Para reduzir a inflação, o governo teria que enfrentar as causas dessa inflação, conforme sugestões apresentadas pela Auditoria Cidadã da Dívida à equipe de transição do governo eleito, registradas em Carta Aberta que foi amplamente divulgada no país e até no exterior.

A Comissão de Assuntos Econômicos do Senado convidou Roberto Campos Neto para explicar o patamar da taxa Selic e, também nessa oportunidade, a Auditoria Cidadã da Dívida preparou e enviou às senadoras e senadores documento contendo sugestão de diversos questionamentos que precisariam ser respondidos por Campos Neto, tais como:

– Esclarecer sua afirmação no sentido de que “Você tem que colocar o país em recessão para recuperar credibilidade…”, prejudicando toda a economia do país e a coletividade, em flagrante ofensa ao disposto no art. 192 da Constituição Federal. Que tipo de “credibilidade” se pretendia recuperar com essa atitude contrária aos interesses do país? “recuperar credibilidade” junto a quem?

– Por que relegar a preocupação com a atividade econômica do país e a garantia de pleno emprego, para aplicar o veneno dos juros altos que não têm serventia alguma para controlar o tipo de inflação que existe no Brasil?
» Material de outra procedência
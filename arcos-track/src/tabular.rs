//! Adapts a [`Table`] of rows into per-frame [`Linker`] calls.

use std::collections::HashSet;

use arcos_core::Linker;

use crate::error::{Error, Result};
use crate::table::{Column, Table};

/// Drives a [`Linker`] from a table of rows carrying a frame column,
/// `D` coordinate columns, and optional object-id / binary-activity columns.
pub struct TabularTracker<const D: usize> {
    linker: Linker<D>,
    coord_columns: [String; D],
    frame_column: String,
    object_id_column: Option<String>,
    binary_column: Option<String>,
    event_id_column: String,
}

impl<const D: usize> TabularTracker<D> {
    /// Builds a tracker, rejecting configured column names that collide
    /// with each other (the `event_id_column` is exempt: it may legitimately
    /// name an input column, which gets overwritten per frame).
    ///
    /// # Errors
    /// Returns [`Error::DuplicateColumn`] on a name collision.
    pub fn new(
        linker: Linker<D>,
        coord_columns: [String; D],
        frame_column: String,
        object_id_column: Option<String>,
        binary_column: Option<String>,
        event_id_column: String,
    ) -> Result<Self> {
        let mut seen = HashSet::new();
        for name in coord_columns
            .iter()
            .chain(std::iter::once(&frame_column))
            .chain(object_id_column.iter())
            .chain(binary_column.iter())
        {
            if !seen.insert(name.clone()) {
                return Err(Error::DuplicateColumn(name.clone()));
            }
        }
        Ok(Self {
            linker,
            coord_columns,
            frame_column,
            object_id_column,
            binary_column,
            event_id_column,
        })
    }

    /// Produces a lazy per-frame sequence of output tables. Frames run from
    /// `0` to the table's maximum frame value inclusive, so gaps with no
    /// active rows still drive the Linker's memory aging.
    ///
    /// # Errors
    /// Returns [`Error::EmptyInput`] if `table` has zero rows, or a column
    /// lookup/type error while building the per-frame grouping.
    pub fn track<'a>(&'a mut self, table: &'a Table) -> Result<TabularFrames<'a, D>> {
        if table.is_empty() {
            return Err(Error::EmptyInput);
        }
        let groups = frame_groups(table, &self.frame_column, self.object_id_column.as_deref())?;
        Ok(TabularFrames {
            tracker: self,
            table,
            groups,
            next_frame: 0,
        })
    }

    fn process_frame(&mut self, table: &Table, rows: &[usize]) -> Result<Table> {
        let active_rows = filter_active(table, self.binary_column.as_deref(), rows)?;
        let coords = extract_coords(table, &self.coord_columns, &active_rows)?;
        let event_ids = self.linker.link(&coords).to_vec();
        table
            .select_rows(&active_rows)
            .with_i64_column_appended(self.event_id_column.clone(), event_ids)
    }
}

/// Iterator over a [`TabularTracker::track`] call's per-frame output tables.
pub struct TabularFrames<'a, const D: usize> {
    tracker: &'a mut TabularTracker<D>,
    table: &'a Table,
    groups: Vec<Vec<usize>>,
    next_frame: usize,
}

impl<const D: usize> Iterator for TabularFrames<'_, D> {
    type Item = Result<Table>;

    fn next(&mut self) -> Option<Self::Item> {
        let t = self.next_frame;
        let rows = self.groups.get(t)?;
        self.next_frame += 1;
        Some(self.tracker.process_frame(self.table, rows))
    }
}

fn frame_groups(table: &Table, frame_column: &str, object_id_column: Option<&str>) -> Result<Vec<Vec<usize>>> {
    let frame_col = table
        .column(frame_column)?
        .as_i64()
        .ok_or_else(|| Error::ColumnTypeMismatch {
            name: frame_column.to_string(),
            expected: "i64",
        })?;

    let n = frame_col.len();
    let mut order: Vec<usize> = (0..n).collect();
    match object_id_column {
        None => order.sort_by_key(|&i| frame_col[i]),
        Some(name) => match table.column(name)? {
            Column::I64(ids) => order.sort_by_key(|&i| (frame_col[i], ids[i])),
            Column::Str(ids) => order.sort_by(|&a, &b| (frame_col[a], &ids[a]).cmp(&(frame_col[b], &ids[b]))),
            Column::F64(_) => {
                return Err(Error::ColumnTypeMismatch {
                    name: name.to_string(),
                    expected: "i64 or str",
                })
            }
        },
    }

    let max_frame = frame_col.iter().copied().max();
    let Some(max_frame) = max_frame else {
        return Ok(Vec::new());
    };
    let max_frame = usize::try_from(max_frame).map_err(|_| Error::NegativeFrame(max_frame))?;

    let mut groups = vec![Vec::new(); max_frame + 1];
    for &i in &order {
        let t = usize::try_from(frame_col[i]).map_err(|_| Error::NegativeFrame(frame_col[i]))?;
        groups[t].push(i);
    }
    Ok(groups)
}

fn filter_active(table: &Table, binary_column: Option<&str>, rows: &[usize]) -> Result<Vec<usize>> {
    let Some(name) = binary_column else {
        return Ok(rows.to_vec());
    };
    match table.column(name)? {
        Column::F64(v) => Ok(rows.iter().copied().filter(|&r| v[r] > 0.0).collect()),
        Column::I64(v) => Ok(rows.iter().copied().filter(|&r| v[r] > 0).collect()),
        Column::Str(_) => Err(Error::ColumnTypeMismatch {
            name: name.to_string(),
            expected: "numeric",
        }),
    }
}

fn extract_coords<const D: usize>(table: &Table, coord_columns: &[String; D], rows: &[usize]) -> Result<Vec<[f64; D]>> {
    let mut columns: Vec<&[f64]> = Vec::with_capacity(D);
    for name in coord_columns {
        let values = table.column(name)?.as_f64().ok_or_else(|| Error::ColumnTypeMismatch {
            name: name.clone(),
            expected: "f64",
        })?;
        columns.push(values);
    }
    Ok(rows
        .iter()
        .map(|&row| {
            let mut point = [0.0; D];
            for (axis, values) in columns.iter().enumerate() {
                point[axis] = values[row];
            }
            point
        })
        .collect())
}

#[cfg(test)]
mod tests {
    use super::*;
    use arcos_core::{Clusterer, LinkerConfig};

    fn passthrough_clusterer() -> Box<dyn Clusterer<2>> {
        Box::new(|coords: &[[f64; 2]]| vec![1; coords.len()])
    }

    fn table() -> Table {
        Table::new()
            .with_column("frame", Column::I64(vec![0, 0, 1, 1]))
            .unwrap()
            .with_column("x", Column::F64(vec![0.0, 0.0, 1.0, 1.0]))
            .unwrap()
            .with_column("y", Column::F64(vec![0.0, 1.0, 0.0, 1.0]))
            .unwrap()
            .with_column("active", Column::I64(vec![1, 1, 1, 1]))
            .unwrap()
    }

    #[test]
    fn tracks_frames_in_order_and_appends_event_ids() {
        let linker = Linker::new(passthrough_clusterer(), LinkerConfig::new(5.0)).unwrap();
        let mut tracker = TabularTracker::new(
            linker,
            ["x".to_string(), "y".to_string()],
            "frame".to_string(),
            None,
            Some("active".to_string()),
            "clTrackID".to_string(),
        )
        .unwrap();

        let table = table();
        let mut frames = tracker.track(&table).unwrap();

        let frame0 = frames.next().unwrap().unwrap();
        assert_eq!(frame0.len(), 2);
        assert_eq!(frame0.column("clTrackID").unwrap().as_i64().unwrap(), &[1, 1]);

        let frame1 = frames.next().unwrap().unwrap();
        assert_eq!(frame1.column("clTrackID").unwrap().as_i64().unwrap(), &[1, 1]);

        assert!(frames.next().is_none());
    }

    #[test]
    fn rejects_empty_input() {
        let linker = Linker::new(passthrough_clusterer(), LinkerConfig::new(5.0)).unwrap();
        let mut tracker = TabularTracker::new(
            linker,
            ["x".to_string(), "y".to_string()],
            "frame".to_string(),
            None,
            None,
            "clTrackID".to_string(),
        )
        .unwrap();
        assert!(tracker.track(&Table::new()).is_err());
    }

    #[test]
    fn rejects_duplicate_configured_columns() {
        let linker = Linker::new(passthrough_clusterer(), LinkerConfig::new(5.0)).unwrap();
        let result = TabularTracker::new(
            linker,
            ["frame".to_string(), "y".to_string()],
            "frame".to_string(),
            None,
            None,
            "clTrackID".to_string(),
        );
        assert!(matches!(result, Err(Error::DuplicateColumn(_))));
    }

    #[test]
    fn frame_gap_with_no_active_rows_still_advances_memory() {
        let table = Table::new()
            .with_column("frame", Column::I64(vec![0, 0, 2, 2]))
            .unwrap()
            .with_column("x", Column::F64(vec![0.0, 0.0, 0.0, 0.0]))
            .unwrap()
            .with_column("y", Column::F64(vec![0.0, 1.0, 0.0, 1.0]))
            .unwrap();
        let linker = Linker::new(passthrough_clusterer(), LinkerConfig::new(0.1).with_n_prev(1)).unwrap();
        let mut tracker = TabularTracker::new(
            linker,
            ["x".to_string(), "y".to_string()],
            "frame".to_string(),
            None,
            None,
            "clTrackID".to_string(),
        )
        .unwrap();
        let mut frames = tracker.track(&table).unwrap();

        let frame0 = frames.next().unwrap().unwrap();
        assert_eq!(frame0.column("clTrackID").unwrap().as_i64().unwrap(), &[1, 1]);

        let frame1 = frames.next().unwrap().unwrap();
        assert!(frame1.is_empty());

        let frame2 = frames.next().unwrap().unwrap();
        assert_eq!(frame2.column("clTrackID").unwrap().as_i64().unwrap(), &[2, 2]);
    }
}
– Quais as “justificativas” técnicas e econômicas do BC para a exagerada remuneração parasita aos bancos (operações compromissadas e depósito voluntário remunerado), apesar dos imensos danos que essa operação provoca à economia do país (dano aos cofres públicos; elevação dos juros de mercado; elevação da dívida pública)?

– Por que a maioria dos representantes do Copom, que decide o patamar da Selic, são provenientes do mercado financeiro, único setor da economia que se beneficia da alta exagerada da Selic, enquanto todos os demais setores econômicos e sociais são prejudicados?

– Por que pagar R$ 181 bilhões de juros aos bancos em 2022, remunerando a sua sobra de caixa, (dinheiro da sociedade) e provocando elevação de todas as taxas de juros de mercado, além de gerar prejuízo brutal ao próprio BC, ainda mais considerando que todo o prejuízo do BC pode vir a ser transferido ao Tesouro Nacional (Art. 7º da “Lei de Responsabilidade Fiscal”)?

Durante a audiência pública realizada no dia 25, a senadora Zenaide Maia chegou a formular alguns desses questionamentos a Campos Neto, que respondeu com descaso, marcando sua fala por um tecnicismo sem fundamentação científica alguma e até um certo terrorismo em vários momentos, quando dizia que a situação ainda poderia estar pior se o Banco Central não tivesse subido os juros a esse patamar estratosférico.

A verdade é que por trás desses juros injustificados está uma transferência brutal de renda da sociedade para o setor financeiro e o aprofundamento da recessão de forma deliberada, como declarou: “Você tem que colocar o país em recessão para recuperar credibilidade”.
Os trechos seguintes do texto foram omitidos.